BEGIN
//! Subjects, assignment edges and authorization checks.
//! Keep the public surface thin and split implementation across sub-modules.

mod assignments;
mod authorizer;
mod principal;

pub use assignments::{AssignmentGraph, EdgeId, EdgeSet, SubjectEdge};
pub use authorizer::{Authorizer, Grant};
pub use principal::SubjectId;
//! Role↔permission and role↔subject edges.
//!
//! Edges reference partition node ids but never touch partition structure. A fresh edge
//! set carries the sentinel root→root permission edge (id 1), which is bookkeeping only
//! and never grants anything.

use std::collections::BTreeMap;
use std::fmt;
use std::time::Duration;

use parking_lot::{RwLock, RwLockReadGuard, RwLockWriteGuard};
use serde::{Deserialize, Serialize};
use tracing::{debug, warn};

use super::principal::SubjectId;
use crate::error::{RbacError, Result};
use crate::storage::snapshot::{PermissionEdgeRow, SubjectEdgeRow};
use crate::storage::{NestedSet, NodeId};

#[derive(Debug, Clone, Copy, PartialEq, Eq, Hash, PartialOrd, Ord, Serialize, Deserialize)]
pub struct EdgeId(pub u64);

impl EdgeId {
    /// The root→root permission edge recreated by every assignment reset.
    pub const SENTINEL: EdgeId = EdgeId(1);
}

impl fmt::Display for EdgeId {
    fn fmt(&self, f: &mut fmt::Formatter<'_>) -> fmt::Result { write!(f, "{}", self.0) }
}

#[derive(Debug, Clone, PartialEq, Eq, Serialize, Deserialize)]
pub struct SubjectEdge {
    pub id: EdgeId,
    pub constraint: Option<String>,
}

/// Lock-free edge bookkeeping. `AssignmentGraph` wraps it in a `RwLock`.
#[derive(Debug, Clone, PartialEq, Eq)]
pub struct EdgeSet {
    /// (role, permission) -> edge
    permissions: BTreeMap<(NodeId, NodeId), EdgeId>,
    /// (subject, role) -> edge
    subjects: BTreeMap<(SubjectId, NodeId), SubjectEdge>,
    next_permission_edge: u64,
    next_subject_edge: u64,
}

impl Default for EdgeSet {
    fn default() -> Self { Self::new() }
}

impl EdgeSet {
    pub fn new() -> Self {
        let mut permissions = BTreeMap::new();
        permissions.insert((NodeId::ROOT, NodeId::ROOT), EdgeId::SENTINEL);
        Self { permissions, subjects: BTreeMap::new(), next_permission_edge: EdgeId::SENTINEL.0 + 1, next_subject_edge: 1 }
    }

    /// Existing pairs are kept as they are and their id returned.
    pub fn assign(&mut self, role: NodeId, permission: NodeId) -> EdgeId {
        if let Some(id) = self.permissions.get(&(role, permission)) { return *id; }
        let id = EdgeId(self.next_permission_edge);
        self.next_permission_edge += 1;
        self.permissions.insert((role, permission), id);
        debug!(target: "rbacstore::assignments", "assign role={} permission={} edge={}", role, permission, id);
        id
    }

    pub fn unassign(&mut self, role: NodeId, permission: NodeId) -> bool {
        self.permissions.remove(&(role, permission)).is_some()
    }

    /// Existing pairs keep their original edge and constraint.
    pub fn assign_subject(&mut self, role: NodeId, subject: SubjectId, constraint: Option<String>) -> EdgeId {
        if let Some(e) = self.subjects.get(&(subject.clone(), role)) { return e.id; }
        let id = EdgeId(self.next_subject_edge);
        self.next_subject_edge += 1;
        debug!(target: "rbacstore::assignments", "grant role={} subject={} edge={}", role, subject, id);
        self.subjects.insert((subject, role), SubjectEdge { id, constraint });
        id
    }

    pub fn unassign_subject(&mut self, role: NodeId, subject: &SubjectId) -> bool {
        self.subjects.remove(&(subject.clone(), role)).is_some()
    }

    pub fn permission_edge(&self, role: NodeId, permission: NodeId) -> Option<EdgeId> {
        self.permissions.get(&(role, permission)).copied()
    }

    pub fn subject_edge(&self, role: NodeId, subject: &SubjectId) -> Option<&SubjectEdge> {
        self.subjects.get(&(subject.clone(), role))
    }

    /// Permission edges of one role, sentinel included, ordered by permission id.
    pub fn permission_edges_of(&self, role: NodeId) -> impl Iterator<Item = (NodeId, EdgeId)> + '_ {
        self.permissions.range((role, NodeId(0))..=(role, NodeId(u64::MAX))).map(|((_, p), id)| (*p, *id))
    }

    pub fn role_permissions(&self, role: NodeId) -> Vec<NodeId> {
        self.permission_edges_of(role).filter(|(_, id)| *id != EdgeId::SENTINEL).map(|(p, _)| p).collect()
    }

    pub fn permission_roles(&self, permission: NodeId) -> Vec<NodeId> {
        self.permissions.iter()
            .filter(|((_, p), id)| *p == permission && **id != EdgeId::SENTINEL)
            .map(|((r, _), _)| *r)
            .collect()
    }

    /// Roles directly granted to `subject`, ordered by role id.
    pub fn subject_roles(&self, subject: &SubjectId) -> Vec<NodeId> {
        self.subjects.range((subject.clone(), NodeId(0))..=(subject.clone(), NodeId(u64::MAX))).map(|((_, r), _)| *r).collect()
    }

    pub fn role_subjects(&self, role: NodeId) -> Vec<SubjectId> {
        self.subjects.keys().filter(|(_, r)| *r == role).map(|(s, _)| s.clone()).collect()
    }

    pub fn has_role(&self, role: NodeId, subject: &SubjectId) -> bool { self.subjects.contains_key(&(subject.clone(), role)) }

    pub fn role_count(&self, subject: &SubjectId) -> usize { self.subject_roles(subject).len() }

    /// Drop every edge touching one of `roles`. Returns the number of edges removed.
    pub fn remove_roles(&mut self, roles: &[NodeId]) -> usize {
        let before = self.permissions.len() + self.subjects.len();
        self.permissions.retain(|(r, _), id| *id == EdgeId::SENTINEL || !roles.contains(r));
        self.subjects.retain(|(_, r), _| !roles.contains(r));
        before - self.permissions.len() - self.subjects.len()
    }

    pub fn remove_permissions(&mut self, permissions: &[NodeId]) -> usize {
        let before = self.permissions.len();
        self.permissions.retain(|(_, p), id| *id == EdgeId::SENTINEL || !permissions.contains(p));
        before - self.permissions.len()
    }

    // ---- persistence ----

    pub fn permission_rows(&self) -> Vec<PermissionEdgeRow> {
        let mut rows: Vec<PermissionEdgeRow> = self.permissions.iter()
            .map(|((r, p), id)| PermissionEdgeRow { id: id.0, role_id: *r, permission_id: *p })
            .collect();
        rows.sort_by_key(|r| r.id);
        rows
    }

    pub fn subject_rows(&self) -> Vec<SubjectEdgeRow> {
        let mut rows: Vec<SubjectEdgeRow> = self.subjects.iter()
            .map(|((s, r), e)| SubjectEdgeRow { id: e.id.0, role_id: *r, subject_id: s.to_string(), constraint: e.constraint.clone() })
            .collect();
        rows.sort_by_key(|r| r.id);
        rows
    }

    pub fn next_permission_edge(&self) -> u64 { self.next_permission_edge }
    pub fn next_subject_edge(&self) -> u64 { self.next_subject_edge }

    /// Rebuild from persisted rows, checking every edge against the partitions it refers to.
    pub fn from_rows(
        permission_rows: Vec<PermissionEdgeRow>,
        next_permission_edge: u64,
        subject_rows: Vec<SubjectEdgeRow>,
        next_subject_edge: u64,
        roles: &NestedSet,
        perms: &NestedSet,
    ) -> Result<Self> {
        let dangling = |what: &str, edge: u64, id: NodeId| RbacError::storage("dangling_edge", format!("{} edge {} refers to missing node {}", what, edge, id));
        let mut out = Self { permissions: BTreeMap::new(), subjects: BTreeMap::new(), next_permission_edge, next_subject_edge };
        let mut seen = std::collections::HashSet::new();
        for row in permission_rows {
            if !roles.contains_id(row.role_id) { return Err(dangling("permission", row.id, row.role_id)); }
            if !perms.contains_id(row.permission_id) { return Err(dangling("permission", row.id, row.permission_id)); }
            if row.id >= next_permission_edge {
                return Err(RbacError::storage("stale_counter", format!("permission edge {} is beyond counter {}", row.id, next_permission_edge)));
            }
            if !seen.insert(row.id) || out.permissions.insert((row.role_id, row.permission_id), EdgeId(row.id)).is_some() {
                return Err(RbacError::conflict("duplicate_edge", format!("permission edge {} duplicates an existing edge", row.id)));
            }
        }
        seen.clear();
        for row in subject_rows {
            if !roles.contains_id(row.role_id) { return Err(dangling("subject", row.id, row.role_id)); }
            if row.id >= next_subject_edge {
                return Err(RbacError::storage("stale_counter", format!("subject edge {} is beyond counter {}", row.id, next_subject_edge)));
            }
            let edge = SubjectEdge { id: EdgeId(row.id), constraint: row.constraint };
            if !seen.insert(row.id) || out.subjects.insert((SubjectId::from(row.subject_id), row.role_id), edge).is_some() {
                return Err(RbacError::conflict("duplicate_edge", format!("subject edge {} duplicates an existing edge", row.id)));
            }
        }
        Ok(out)
    }
}

/// The shared, lock-protected edge relations.
///
/// Read access is public. Edges are only written through `Rbac` transactions, which
/// check node existence and keep edges in step with structural changes.
pub struct AssignmentGraph {
    edges: RwLock<EdgeSet>,
    lock_timeout: Duration,
}

impl AssignmentGraph {
    pub fn new(lock_timeout: Duration) -> Self { Self { edges: RwLock::new(EdgeSet::new()), lock_timeout } }

    pub fn read(&self) -> Result<RwLockReadGuard<'_, EdgeSet>> {
        self.edges.try_read_for(self.lock_timeout).ok_or_else(|| self.timeout("read"))
    }

    pub(crate) fn write(&self) -> Result<RwLockWriteGuard<'_, EdgeSet>> {
        self.edges.try_write_for(self.lock_timeout).ok_or_else(|| self.timeout("write"))
    }

    fn timeout(&self, mode: &str) -> RbacError {
        warn!(target: "rbacstore::assignments", "{} lock on assignments timed out after {:?}", mode, self.lock_timeout);
        RbacError::busy("lock_timeout", format!("{} lock on assignments not acquired within {} ms", mode, self.lock_timeout.as_millis()))
    }

    pub fn has_direct_edge(&self, role: NodeId, permission: NodeId) -> Result<bool> {
        Ok(self.read()?.permission_edge(role, permission).is_some())
    }

    pub fn role_permissions(&self, role: NodeId) -> Result<Vec<NodeId>> { Ok(self.read()?.role_permissions(role)) }
    pub fn permission_roles(&self, permission: NodeId) -> Result<Vec<NodeId>> { Ok(self.read()?.permission_roles(permission)) }
    pub fn subject_roles<S: Into<SubjectId>>(&self, subject: S) -> Result<Vec<NodeId>> { Ok(self.read()?.subject_roles(&subject.into())) }
    pub fn role_subjects(&self, role: NodeId) -> Result<Vec<SubjectId>> { Ok(self.read()?.role_subjects(role)) }
    pub fn has_role<S: Into<SubjectId>>(&self, role: NodeId, subject: S) -> Result<bool> { Ok(self.read()?.has_role(role, &subject.into())) }
    pub fn role_count<S: Into<SubjectId>>(&self, subject: S) -> Result<usize> { Ok(self.read()?.role_count(&subject.into())) }

    pub fn snapshot(&self) -> Result<EdgeSet> { Ok(self.read()?.clone()) }
}

#[cfg(test)]
mod tests {
    use super::*;

    fn trees() -> (NestedSet, NestedSet, NodeId, NodeId) {
        let mut roles = NestedSet::new();
        let admin = roles.insert("admin", "", None).unwrap();
        let mut perms = NestedSet::new();
        let (_, del) = perms.insert_path("/posts/delete", &[]).unwrap();
        (roles, perms, admin, del)
    }

    fn graph() -> AssignmentGraph { AssignmentGraph::new(Duration::from_millis(50)) }

    #[test]
    fn fresh_graph_has_only_the_sentinel() {
        let g = graph();
        assert!(g.has_direct_edge(NodeId::ROOT, NodeId::ROOT).unwrap());
        assert!(g.role_permissions(NodeId::ROOT).unwrap().is_empty());
        assert!(g.permission_roles(NodeId::ROOT).unwrap().is_empty());
        assert_eq!(g.read().unwrap().permission_rows()[0].id, EdgeId::SENTINEL.0);
    }

    #[test]
    fn duplicate_assign_returns_existing_edge() {
        let (_, _, admin, del) = trees();
        let mut e = EdgeSet::new();
        let e1 = e.assign(admin, del);
        assert_eq!(e1, EdgeId(2));
        assert_eq!(e.assign(admin, del), e1);
        assert_eq!(e.permission_rows().len(), 2);
        assert_eq!(e.role_permissions(admin), vec![del]);
        assert_eq!(e.permission_roles(del), vec![admin]);
    }

    #[test]
    fn unassign_absent_is_a_no_op() {
        let (_, _, admin, del) = trees();
        let mut e = EdgeSet::new();
        assert!(!e.unassign(admin, del));
        assert!(!e.unassign_subject(admin, &"nobody".into()));
    }

    #[test]
    fn subject_edges_keep_the_first_constraint() {
        let (_, _, admin, _) = trees();
        let g = graph();
        {
            let mut e = g.write().unwrap();
            let e1 = e.assign_subject(admin, 105u64.into(), Some("office hours".into()));
            let e2 = e.assign_subject(admin, "105".into(), None);
            assert_eq!(e1, e2);
            assert_eq!(e.subject_edge(admin, &"105".into()).unwrap().constraint.as_deref(), Some("office hours"));
        }
        assert!(g.has_role(admin, 105u64).unwrap());
        assert_eq!(g.role_count("105").unwrap(), 1);
        assert_eq!(g.role_subjects(admin).unwrap(), vec![SubjectId::from("105")]);
        assert!(g.write().unwrap().unassign_subject(admin, &"105".into()));
        assert_eq!(g.role_count("105").unwrap(), 0);
    }

    #[test]
    fn cascade_removal_spares_the_sentinel() {
        let (_, _, admin, del) = trees();
        let mut e = EdgeSet::new();
        e.assign(admin, del);
        e.assign(NodeId::ROOT, del);
        e.assign_subject(admin, "u1".into(), None);
        assert_eq!(e.remove_roles(&[admin]), 2);
        assert_eq!(e.remove_permissions(&[del, NodeId::ROOT]), 1);
        assert!(e.permission_edge(NodeId::ROOT, NodeId::ROOT).is_some());
    }

    #[test]
    fn held_write_lock_makes_readers_busy() {
        let g = std::sync::Arc::new(graph());
        let guard = g.write().unwrap();
        let g2 = g.clone();
        let err = std::thread::spawn(move || g2.role_count("u")).join().unwrap().unwrap_err();
        assert!(err.is_busy());
        drop(guard);
        assert_eq!(g.role_count("u").unwrap(), 0);
    }

    #[test]
    fn rows_rebuild_and_reject_dangling_edges() {
        let (roles, perms, admin, del) = trees();
        let mut e = EdgeSet::new();
        e.assign(admin, del);
        e.assign_subject(admin, "u".into(), Some("c".into()));
        let back = EdgeSet::from_rows(e.permission_rows(), e.next_permission_edge(), e.subject_rows(), e.next_subject_edge(), &roles, &perms).unwrap();
        assert_eq!(back, e);

        let mut rows = e.permission_rows();
        rows.push(PermissionEdgeRow { id: 2, role_id: NodeId::ROOT, permission_id: del });
        let err = EdgeSet::from_rows(rows, 9, vec![], 1, &roles, &perms).unwrap_err();
        assert_eq!(err.code_str(), "duplicate_edge");

        let bad = vec![PermissionEdgeRow { id: 2, role_id: NodeId(77), permission_id: del }];
        assert_eq!(EdgeSet::from_rows(bad, 3, vec![], 1, &roles, &perms).unwrap_err().code_str(), "dangling_edge");
    }
}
END
→ **What you are asked to do**:
Transcribe exactly the line containing "drop(guard);" and all remaining lines of the material, ending with the last one.

→ **Exercise response**:
        drop(guard);
        assert_eq!(g.role_count("u").unwrap(), 0);
    }

    #[test]
    fn rows_rebuild_and_reject_dangling_edges() {
        let (roles, perms, admin, del) = trees();
        let mut e = EdgeSet::new();
        e.assign(admin, del);
        e.assign_subject(admin, "u".into(), Some("c".into()));
        let back = EdgeSet::from_rows(e.permission_rows(), e.next_permission_edge(), e.subject_rows(), e.next_subject_edge(), &roles, &perms).unwrap();
        assert_eq!(back, e);

        let mut rows = e.permission_rows();
        rows.push(PermissionEdgeRow { id: 2, role_id: NodeId::ROOT, permission_id: del });
        let err = EdgeSet::from_rows(rows, 9, vec![], 1, &roles, &perms).unwrap_err();
        assert_eq!(err.code_str(), "duplicate_edge");

        let bad = vec![PermissionEdgeRow { id: 2, role_id: NodeId(77), permission_id: del }];
        assert_eq!(EdgeSet::from_rows(bad, 3, vec![], 1, &roles, &perms).unwrap_err().code_str(), "dangling_edge");
    }
}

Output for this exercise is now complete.